Logistic regression / Generalized linear model books

Applied Logistic Regression, by Hosmer, Lemeshow and Sturdivant
Hosmer, Lemeshow and (now also) Sturdivant's have recently (2013) released the third edition of their very popular book on logistic regression. It is an extremely readable account of models for binary (and also categorical) outcome data. I think one of the reasons the book has become so popular is that it gives lots of very practical guidance for the model building process, something that is arguably lacking in more theoretical treatments of the topic.

One of the distinguishing features of the book compared to others is its excellent coverage of techniques for assessing goodness of fit (including the Hosmer and Lemeshow test) and the predictive power of the fitted model (for example using the area under the receiver operating characteristic curve).

Despite the title, the book also covers the modelling of ordered and unordered categorical outcomes (i.e. with more than two levels).
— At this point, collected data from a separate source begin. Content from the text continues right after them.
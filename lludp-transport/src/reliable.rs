//! Awaiting-ACK bookkeeping
//!
//! Every reliable send is recorded here until the remote side acknowledges
//! its sequence number. The resend tick walks entries older than the resend
//! timeout: survivors are retransmitted with the resent flag set, entries at
//! the retry cap are dropped and counted as lost.

use lludp_protocol::header::FLAG_RESENT;
use lludp_protocol::SeqNumber;
use parking_lot::Mutex;
use std::collections::BTreeMap;
use std::time::{Duration, Instant};

/// A reliable packet waiting for its ACK
#[derive(Debug, Clone)]
pub struct OutgoingPacket {
    pub sequence: u32,
    /// Serialized datagram exactly as first sent
    pub bytes: Vec<u8>,
    /// Last transmission time
    pub sent_at: Instant,
    pub resend_count: u32,
}

/// Ordered map of unacknowledged reliable packets, keyed by sequence.
///
/// A sequence number appears here at most once at a time.
#[derive(Default)]
pub struct AwaitingAck {
    entries: Mutex<BTreeMap<u32, OutgoingPacket>>,
}

impl AwaitingAck {
    pub fn new() -> Self {
        Self::default()
    }

    /// Record a freshly sent reliable packet.
    pub fn record(&self, sequence: u32, bytes: Vec<u8>) {
        let mut entries = self.entries.lock();
        entries.insert(
            sequence,
            OutgoingPacket {
                sequence,
                bytes,
                sent_at: Instant::now(),
                resend_count: 0,
            },
        );
    }

    /// Remove an acknowledged sequence. Returns whether it was present.
    pub fn acknowledge(&self, sequence: u32) -> bool {
        self.entries.lock().remove(&sequence).is_some()
    }

    /// Remove a batch of acknowledged sequences, returning how many matched.
    pub fn acknowledge_many(&self, sequences: &[u32]) -> usize {
        let mut entries = self.entries.lock();
        sequences
            .iter()
            .filter(|seq| entries.remove(seq).is_some())
            .count()
    }

    /// Oldest sequence still unacknowledged (carried by liveness pings).
    ///
    /// Oldest under serial-number order, so the answer stays correct while
    /// the sequence counter wraps around.
    pub fn oldest_unacked(&self) -> Option<u32> {
        self.entries
            .lock()
            .keys()
            .copied()
            .reduce(|a, b| {
                if SeqNumber::new(a).lt(SeqNumber::new(b)) {
                    a
                } else {
                    b
                }
            })
    }

    pub fn len(&self) -> usize {
        self.entries.lock().len()
    }

    pub fn is_empty(&self) -> bool {
        self.entries.lock().is_empty()
    }

    /// Collect packets due for retransmission.
    ///
    /// Entries older than `resend_timeout` are either returned for resend
    /// (resent flag set, counter bumped, clock reset) or, once they have
    /// been resent `max_resends` times, dropped and counted in the second
    /// return value. Dropped packets are silently lost; the upper layers
    /// observe the loss through their own timeout paths.
    pub fn collect_due(
        &self,
        resend_timeout: Duration,
        max_resends: u32,
    ) -> (Vec<OutgoingPacket>, usize) {
        let now = Instant::now();
        let mut entries = self.entries.lock();

        let due: Vec<u32> = entries
            .iter()
            .filter(|(_, p)| now.duration_since(p.sent_at) >= resend_timeout)
            .map(|(seq, _)| *seq)
            .collect();

        let mut resend = Vec::new();
        let mut dropped = 0;
        for seq in due {
            // Checked above; entry cannot have vanished while locked
            let Some(packet) = entries.get_mut(&seq) else {
                continue;
            };
            if packet.resend_count >= max_resends {
                entries.remove(&seq);
                dropped += 1;
            } else {
                packet.resend_count += 1;
                packet.sent_at = now;
                packet.bytes[0] |= FLAG_RESENT;
                resend.push(packet.clone());
            }
        }

        (resend, dropped)
    }
}

#[cfg(test)]
mod tests {
    use super::*;
    use lludp_protocol::header::PacketHeader;
    use bytes::BytesMut;

    fn datagram(sequence: u32) -> Vec<u8> {
        let mut buf = BytesMut::new();
        PacketHeader::new(lludp_protocol::FLAG_RELIABLE, sequence).to_bytes(&mut buf);
        buf.to_vec()
    }

    #[test]
    fn test_record_acknowledge() {
        let awaiting = AwaitingAck::new();
        awaiting.record(5, datagram(5));
        awaiting.record(7, datagram(7));

        assert_eq!(awaiting.len(), 2);
        assert_eq!(awaiting.oldest_unacked(), Some(5));

        assert!(awaiting.acknowledge(5));
        assert!(!awaiting.acknowledge(5));
        assert_eq!(awaiting.oldest_unacked(), Some(7));
    }

    #[test]
    fn test_oldest_unacked_across_wraparound() {
        let awaiting = AwaitingAck::new();
        // The counter wrapped: u32::MAX - 1 was sent before 1
        awaiting.record(1, datagram(1));
        awaiting.record(u32::MAX - 1, datagram(u32::MAX - 1));

        assert_eq!(awaiting.oldest_unacked(), Some(u32::MAX - 1));
        assert!(awaiting.acknowledge(u32::MAX - 1));
        assert_eq!(awaiting.oldest_unacked(), Some(1));
    }

    #[test]
    fn test_acknowledge_many() {
        let awaiting = AwaitingAck::new();
        for seq in [1u32, 2, 3] {
            awaiting.record(seq, datagram(seq));
        }
        assert_eq!(awaiting.acknowledge_many(&[2, 3, 9]), 2);
        assert_eq!(awaiting.len(), 1);
    }

    #[test]
    fn test_collect_due_resends_then_drops() {
        let awaiting = AwaitingAck::new();
        awaiting.record(1, datagram(1));

        // Zero timeout: due immediately
        let (resend, dropped) = awaiting.collect_due(Duration::ZERO, 2);
        assert_eq!(resend.len(), 1);
        assert_eq!(dropped, 0);
        assert_eq!(resend[0].resend_count, 1);
        assert!(resend[0].bytes[0] & FLAG_RESENT != 0);

        let (resend, dropped) = awaiting.collect_due(Duration::ZERO, 2);
        assert_eq!(resend.len(), 1);
        assert_eq!(resend[0].resend_count, 2);
        assert_eq!(dropped, 0);

        // Third pass hits the cap: dropped and removed
        let (resend, dropped) = awaiting.collect_due(Duration::ZERO, 2);
        assert!(resend.is_empty());
        assert_eq!(dropped, 1);
        assert!(awaiting.is_empty());
    }

    #[test]
    fn test_collect_due_respects_timeout() {
        let awaiting = AwaitingAck::new();
        awaiting.record(1, datagram(1));

        let (resend, dropped) = awaiting.collect_due(Duration::from_secs(60), 3);
        assert!(resend.is_empty());
        assert_eq!(dropped, 0);
        assert_eq!(awaiting.len(), 1);
    }
}
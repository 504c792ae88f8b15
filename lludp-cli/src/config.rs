//! Configuration file support for the LLUDP CLI tools

use lludp_asset::TextureConfig;
use lludp_transport::{ThrottleConfig, TransportConfig};
use serde::{Deserialize, Serialize};
use std::fs;
use std::path::Path;
use std::time::Duration;

/// Transport tuning section
#[derive(Debug, Clone, Serialize, Deserialize)]
pub struct TransportSection {
    /// Maximum datagram size
    #[serde(default = "default_mtu")]
    pub mtu: usize,
    /// Connect timeout in seconds
    #[serde(default = "default_connect_timeout")]
    pub connect_timeout_secs: u64,
    /// Resend timeout in milliseconds
    #[serde(default = "default_resend_timeout")]
    pub resend_timeout_ms: u64,
    /// Resend attempts before a reliable packet is dropped
    #[serde(default = "default_max_resends")]
    pub max_resends: u32,
    /// Pending-ACK count that triggers a flush
    #[serde(default = "default_ack_batch")]
    pub ack_batch_threshold: usize,
    /// Liveness ping interval in seconds
    #[serde(default = "default_ping_interval")]
    pub ping_interval_secs: u64,
    /// Outgoing throttle in bytes per second; omit to disable
    pub throttle_bytes_per_sec: Option<u64>,
}

fn default_mtu() -> usize {
    1200
}

fn default_connect_timeout() -> u64 {
    10
}

fn default_resend_timeout() -> u64 {
    3000
}

fn default_max_resends() -> u32 {
    3
}

fn default_ack_batch() -> usize {
    10
}

fn default_ping_interval() -> u64 {
    5
}

impl Default for TransportSection {
    fn default() -> Self {
        TransportSection {
            mtu: default_mtu(),
            connect_timeout_secs: default_connect_timeout(),
            resend_timeout_ms: default_resend_timeout(),
            max_resends: default_max_resends(),
            ack_batch_threshold: default_ack_batch(),
            ping_interval_secs: default_ping_interval(),
            throttle_bytes_per_sec: None,
        }
    }
}

impl TransportSection {
    pub fn to_transport_config(&self) -> TransportConfig {
        TransportConfig {
            mtu: self.mtu,
            connect_timeout: Duration::from_secs(self.connect_timeout_secs),
            resend_timeout: Duration::from_millis(self.resend_timeout_ms),
            max_resends: self.max_resends,
            ack_batch_threshold: self.ack_batch_threshold,
            ping_interval: Duration::from_secs(self.ping_interval_secs),
            throttle: self.throttle_bytes_per_sec.map(|rate| ThrottleConfig {
                rate_bytes_per_sec: rate,
                burst_bytes: rate / 4,
            }),
            ..TransportConfig::default()
        }
    }
}

/// Texture scheduler tuning section
#[derive(Debug, Clone, Serialize, Deserialize)]
pub struct TextureSection {
    /// Concurrent download slots
    #[serde(default = "default_worker_slots")]
    pub worker_slots: usize,
    /// Stall threshold in seconds
    #[serde(default = "default_stall_secs")]
    pub stall_secs: u64,
    /// Hard timeout in seconds
    #[serde(default = "default_hard_timeout_secs")]
    pub hard_timeout_secs: u64,
    /// Priority multiplier applied on stall
    #[serde(default = "default_priority_boost")]
    pub priority_boost: f32,
}

fn default_worker_slots() -> usize {
    4
}

fn default_stall_secs() -> u64 {
    5
}

fn default_hard_timeout_secs() -> u64 {
    30
}

fn default_priority_boost() -> f32 {
    1.5
}

impl Default for TextureSection {
    fn default() -> Self {
        TextureSection {
            worker_slots: default_worker_slots(),
            stall_secs: default_stall_secs(),
            hard_timeout_secs: default_hard_timeout_secs(),
            priority_boost: default_priority_boost(),
        }
    }
}

impl TextureSection {
    pub fn to_texture_config(&self) -> TextureConfig {
        TextureConfig {
            worker_slots: self.worker_slots,
            stall_threshold: Duration::from_secs(self.stall_secs),
            hard_timeout: Duration::from_secs(self.hard_timeout_secs),
            priority_boost: self.priority_boost,
        }
    }
}

/// Combined configuration
#[derive(Debug, Clone, Default, Serialize, Deserialize)]
pub struct Config {
    #[serde(default)]
    pub transport: TransportSection,
    #[serde(default)]
    pub texture: TextureSection,
}

impl Config {
    /// Load configuration from a TOML file
    pub fn from_file<P: AsRef<Path>>(path: P) -> Result<Self, ConfigError> {
        let contents = fs::read_to_string(path)?;
        let config: Config = toml::from_str(&contents)?;
        Ok(config)
    }

    /// Save configuration to a TOML file
    pub fn to_file<P: AsRef<Path>>(&self, path: P) -> Result<(), ConfigError> {
        let contents = toml::to_string_pretty(self)?;
        fs::write(path, contents)?;
        Ok(())
    }
}

/// Configuration errors
#[derive(Debug, thiserror::Error)]
pub enum ConfigError {
    #[error("IO error: {0}")]
    Io(#[from] std::io::Error),

    #[error("TOML parse error: {0}")]
    Parse(#[from] toml::de::Error),

    #[error("TOML serialize error: {0}")]
    Serialize(#[from] toml::ser::Error),
}

#[cfg(test)]
mod tests {
    use super::*;

    #[test]
    fn test_defaults_round_trip() {
        let config = Config::default();
        let text = toml::to_string_pretty(&config).unwrap();
        let parsed: Config = toml::from_str(&text).unwrap();
        assert_eq!(parsed.transport.mtu, 1200);
        assert_eq!(parsed.texture.worker_slots, 4);
    }

    #[test]
    fn test_partial_file_uses_defaults() {
        let parsed: Config = toml::from_str("[transport]\nmtu = 1400\n").unwrap();
        assert_eq!(parsed.transport.mtu, 1400);
        assert_eq!(parsed.transport.max_resends, 3);
        assert_eq!(parsed.texture.stall_secs, 5);
    }
}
The third edition has a number of important additions, including coverage of fitting models to data collected with a complex survey design and the analysis of correlated categorical outcomes (e.g. clustered or longitudinal data).

Overall, an excellent book. Probably the best book to get if you're learning about logistic regression for the first time.

Modelling Binary Data, by Collett
Like Hosmer, Lemeshow and Sturdivant, Collett's book is another very practical introduction to models for binary outcomes. The logistic regression model is described in detail, before covering goodness of fit and giving lots of practical guidance on the process of model selection.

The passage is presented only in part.